Task to complete:
All lines in the material below that hold "FeedbackRequest" should be found and copied.

──────

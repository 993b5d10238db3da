//! Shared response envelope for API handlers.

use serde::Serialize;

/// Standard `{ "data": T }` response envelope.
#[derive(Debug, Serialize)]
pub struct DataResponse<T: Serialize> {
    pub data: T,
}
use std::sync::Arc;

use carlitos_pipeline::service::AnalysisService;

/// Shared application state available to handlers via `State<AppState>`.
#[derive(Clone)]
pub struct AppState {
    pub service: Arc<AnalysisService>,
}
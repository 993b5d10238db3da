//! Worker pool: `concurrency` consumers pulling analysis requests off the
//! queue and running them one at a time each.
//!
//! Each consumer claims a message, runs the attempt to its end, then acks
//! or reschedules the message according to the [`JobOutcome`]. The claim is
//! renewed while the attempt runs. A claimed message that is never acked
//! (worker crash) becomes visible again once its claim lease expires, so
//! delivery is at-least-once.

use std::sync::Arc;
use std::time::Duration;

use carlitos_pipeline::job::{AnalysisJobRunner, JobOutcome};
use carlitos_pipeline::lease;
use carlitos_pipeline::queue::{Delivery, JobQueue};
use tokio_util::sync::CancellationToken;
use tokio_util::task::TaskTracker;

use crate::config::WorkerConfig;

/// Redelivery delay when the analysis store itself failed.
const STORE_RETRY_DELAY: Duration = Duration::from_secs(5);

pub struct WorkerPool {
    queue: Arc<dyn JobQueue>,
    runner: Arc<AnalysisJobRunner>,
    config: WorkerConfig,
}

impl WorkerPool {
    pub fn new(queue: Arc<dyn JobQueue>, runner: Arc<AnalysisJobRunner>, config: WorkerConfig) -> Self {
        Self {
            queue,
            runner,
            config,
        }
    }

    /// Run every consumer until `cancel` fires. Attempts already running
    /// are finished before this returns.
    pub async fn run(&self, cancel: CancellationToken) {
        match self.queue.pending_count().await {
            Ok(pending) => tracing::info!(
                concurrency = self.config.concurrency,
                pending,
                "Worker pool started",
            ),
            Err(e) => tracing::warn!(error = %e, "Worker pool started, queue depth unknown"),
        }

        let tracker = TaskTracker::new();
        for worker in 0..self.config.concurrency {
            let consumer = Consumer {
                worker,
                queue: Arc::clone(&self.queue),
                runner: Arc::clone(&self.runner),
                poll_interval: self.config.poll_interval,
                claim_lease: self.config.analysis.lease,
            };
            tracker.spawn(consumer.run(cancel.clone()));
        }
        tracker.close();
        tracker.wait().await;

        tracing::info!("Worker pool stopped");
    }
}

struct Consumer {
    worker: usize,
    queue: Arc<dyn JobQueue>,
    runner: Arc<AnalysisJobRunner>,
    poll_interval: Duration,
    claim_lease: Duration,
}

impl Consumer {
    async fn run(self, cancel: CancellationToken) {
        tracing::debug!(worker = self.worker, "Consumer started");

        while !cancel.is_cancelled() {
            match self.queue.claim(self.claim_lease).await {
                Ok(Some(delivery)) => {
                    self.process(delivery).await;
                    continue;
                }
                Ok(None) => {}
                Err(e) => {
                    tracing::error!(worker = self.worker, error = %e, "Queue claim failed");
                }
            }

            tokio::select! {
                _ = cancel.cancelled() => break,
                _ = tokio::time::sleep(self.poll_interval) => {}
            }
        }

        tracing::debug!(worker = self.worker, "Consumer stopped");
    }

    async fn process(&self, delivery: Delivery) {
        let request = delivery.request;
        tracing::debug!(
            worker = self.worker,
            video_id = %request.video_id,
            generation = request.generation,
            attempt = request.attempt,
            deliveries = delivery.deliveries,
            "Claimed analysis request",
        );

        let outcome = lease::renewing(
            self.runner.run(request),
            lease::renewal_interval(self.claim_lease),
            || self.extend_claim(&delivery),
        )
        .await;

        let settled = match outcome {
            Ok(JobOutcome::RetryScheduled {
                next_attempt,
                delay,
            }) => self.queue.retry_later(&delivery, next_attempt, delay).await,
            Ok(JobOutcome::Deferred { delay }) => {
                self.queue.retry_later(&delivery, request.attempt, delay).await
            }
            Ok(
                JobOutcome::Completed { .. } | JobOutcome::Failed { .. } | JobOutcome::Skipped(_),
            ) => self.queue.ack(&delivery).await,
            Err(e) => {
                tracing::warn!(
                    video_id = %request.video_id,
                    error = %e,
                    "Analysis store unavailable, redelivering request",
                );
                self.queue
                    .retry_later(&delivery, request.attempt, STORE_RETRY_DELAY)
                    .await
            }
        };

        // The claim lease still bounds how long the message stays hidden.
        if let Err(e) = settled {
            tracing::error!(
                message_id = delivery.id,
                video_id = %request.video_id,
                error = %e,
                "Failed to settle queue message",
            );
        }
    }

    async fn extend_claim(&self, delivery: &Delivery) {
        if let Err(e) = self.queue.extend_claim(delivery, self.claim_lease).await {
            tracing::warn!(message_id = delivery.id, error = %e, "Failed to extend queue claim");
        }
    }
}
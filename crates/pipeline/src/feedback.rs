//! Feedback cache: coaching feedback for a completed analysis, generated
//! once through the language model and then served from the analysis row.

use std::sync::Arc;

use carlitos_core::analysis::{Analysis, TransitionError};
use carlitos_core::feedback::{
    build_prompt, parse_response, response_schema, DegradedReason, Feedback, FeedbackRequest,
};
use carlitos_core::metrics::summarize;
use carlitos_core::types::DbId;
use chrono::Utc;
use serde::Serialize;

use crate::knowledge::KnowledgeBase;
use crate::llm::{LanguageModel, LlmError};
use crate::service::ServiceError;
use crate::store::{AnalysisStore, StoreError};

/// Where the returned feedback came from.
#[derive(Debug, Clone, Copy, PartialEq, Eq, Serialize)]
#[serde(rename_all = "snake_case", tag = "kind", content = "reason")]
pub enum FeedbackSource {
    Cached,
    Generated,
    /// Best-effort explanatory feedback; not cached.
    Degraded(DegradedReason),
}

#[derive(Debug, Clone, PartialEq, Serialize)]
pub struct FeedbackResult {
    pub feedback: Feedback,
    pub source: FeedbackSource,
}

impl FeedbackResult {
    fn degraded(reason: DegradedReason) -> Self {
        Self {
            feedback: Feedback::degraded(reason),
            source: FeedbackSource::Degraded(reason),
        }
    }
}

pub struct FeedbackService {
    store: Arc<dyn AnalysisStore>,
    knowledge: Arc<dyn KnowledgeBase>,
    model: Arc<dyn LanguageModel>,
}

impl FeedbackService {
    pub fn new(
        store: Arc<dyn AnalysisStore>,
        knowledge: Arc<dyn KnowledgeBase>,
        model: Arc<dyn LanguageModel>,
    ) -> Self {
        Self {
            store,
            knowledge,
            model,
        }
    }

    /// Return the cached feedback for the video's analysis, generating and
    /// caching it first when absent or when `force` is set.
    ///
    /// Fails without touching the model unless the analysis is `Completed`.
    #[tracing::instrument(skip_all, fields(video_id = %video_id, force = force))]
    pub async fn get_or_generate(
        &self,
        video_id: DbId,
        force: bool,
    ) -> Result<FeedbackResult, ServiceError> {
        let video = self
            .store
            .find_video(video_id)
            .await?
            .ok_or(ServiceError::VideoNotFound(video_id))?;
        let analysis = self
            .store
            .find_analysis(video_id)
            .await?
            .ok_or(ServiceError::AnalysisNotFound(video_id))?;

        let Some(frames) = analysis.completed_frames() else {
            return Err(ServiceError::NotCompleted {
                status: analysis.status,
            });
        };

        if !force {
            if let Some(cached) = analysis.cached_feedback() {
                tracing::debug!("Serving cached feedback");
                return Ok(FeedbackResult {
                    feedback: cached.clone(),
                    source: FeedbackSource::Cached,
                });
            }
        }

        let request = FeedbackRequest {
            stroke_type: video.stroke_type,
            metrics: summarize(frames),
        };
        let candidates = match self.knowledge.list_candidate_drills().await {
            Ok(candidates) => candidates,
            Err(e) => {
                tracing::warn!(error = %e, "Drill candidates unavailable, generating without them");
                Vec::new()
            }
        };

        let prompt = build_prompt(&request, &candidates);
        let raw = match self.model.generate_structured(&prompt, &response_schema()).await {
            Ok(raw) => raw,
            Err(LlmError::NotConfigured) => {
                tracing::warn!("Language model not configured, returning degraded feedback");
                return Ok(FeedbackResult::degraded(DegradedReason::NotConfigured));
            }
            Err(e) => {
                tracing::warn!(error = %e, "Feedback generation failed");
                return Ok(FeedbackResult::degraded(DegradedReason::Unavailable));
            }
        };
        let feedback = match parse_response(&raw, &candidates) {
            Ok(feedback) => feedback,
            Err(e) => {
                tracing::warn!(error = %e, "Unparseable feedback response");
                return Ok(FeedbackResult::degraded(DegradedReason::Unparseable));
            }
        };

        self.cache(&analysis, feedback.clone()).await?;
        tracing::info!(drills = feedback.recommended_drills.len(), "Feedback generated");
        Ok(FeedbackResult {
            feedback,
            source: FeedbackSource::Generated,
        })
    }

    /// Store `feedback` on the analysis it was generated from. A re-trigger
    /// that happened meanwhile wins; the feedback is then returned uncached.
    async fn cache(&self, analysis: &Analysis, feedback: Feedback) -> Result<(), StoreError> {
        let generation = analysis.generation;
        let attached = self
            .store
            .transition(
                analysis.video_id,
                Box::new(move |a: &mut Analysis| {
                    a.attach_feedback(generation, feedback, Utc::now())
                }),
            )
            .await;
        match attached {
            Ok(_) => Ok(()),
            Err(StoreError::Transition(
                err @ (TransitionError::Stale { .. } | TransitionError::Illegal { .. }),
            )) => {
                tracing::warn!(error = %err, "Analysis changed during generation, feedback not cached");
                Ok(())
            }
            Err(err) => Err(err),
        }
    }
}

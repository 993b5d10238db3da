//! Repository for the `drills` knowledge base.

use carlitos_core::feedback::DrillCandidate;
use sqlx::PgPool;

use crate::models::drill::DrillRow;

pub struct DrillRepo;

impl DrillRepo {
    /// All live drills, ordered by title.
    pub async fn list_candidates(pool: &PgPool) -> Result<Vec<DrillCandidate>, sqlx::Error> {
        let rows = sqlx::query_as::<_, DrillRow>(
            "SELECT id, title, focus_area FROM drills \
             WHERE deleted_at IS NULL \
             ORDER BY title ASC",
        )
        .fetch_all(pool)
        .await?;
        Ok(rows.into_iter().map(DrillCandidate::from).collect())
    }
}
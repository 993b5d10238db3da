//! Canonical joint-angle metric names.
//!
//! These keys appear in every persisted `FrameResult::metrics` map, in the
//! summary handed to the language model, and in API responses, so they must
//! stay stable.

/// Right knee flexion (right hip, right knee, right ankle).
pub const RIGHT_KNEE_ANGLE: &str = "right_knee_angle";

/// Left knee flexion (left hip, left knee, left ankle).
pub const LEFT_KNEE_ANGLE: &str = "left_knee_angle";

/// Right elbow flexion (right shoulder, right elbow, right wrist).
pub const RIGHT_ELBOW_ANGLE: &str = "right_elbow_angle";

/// Left elbow flexion (left shoulder, left elbow, left wrist).
pub const LEFT_ELBOW_ANGLE: &str = "left_elbow_angle";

──────

Result for this task:
    build_prompt, parse_response, response_schema, DegradedReason, Feedback, FeedbackRequest,
        let request = FeedbackRequest {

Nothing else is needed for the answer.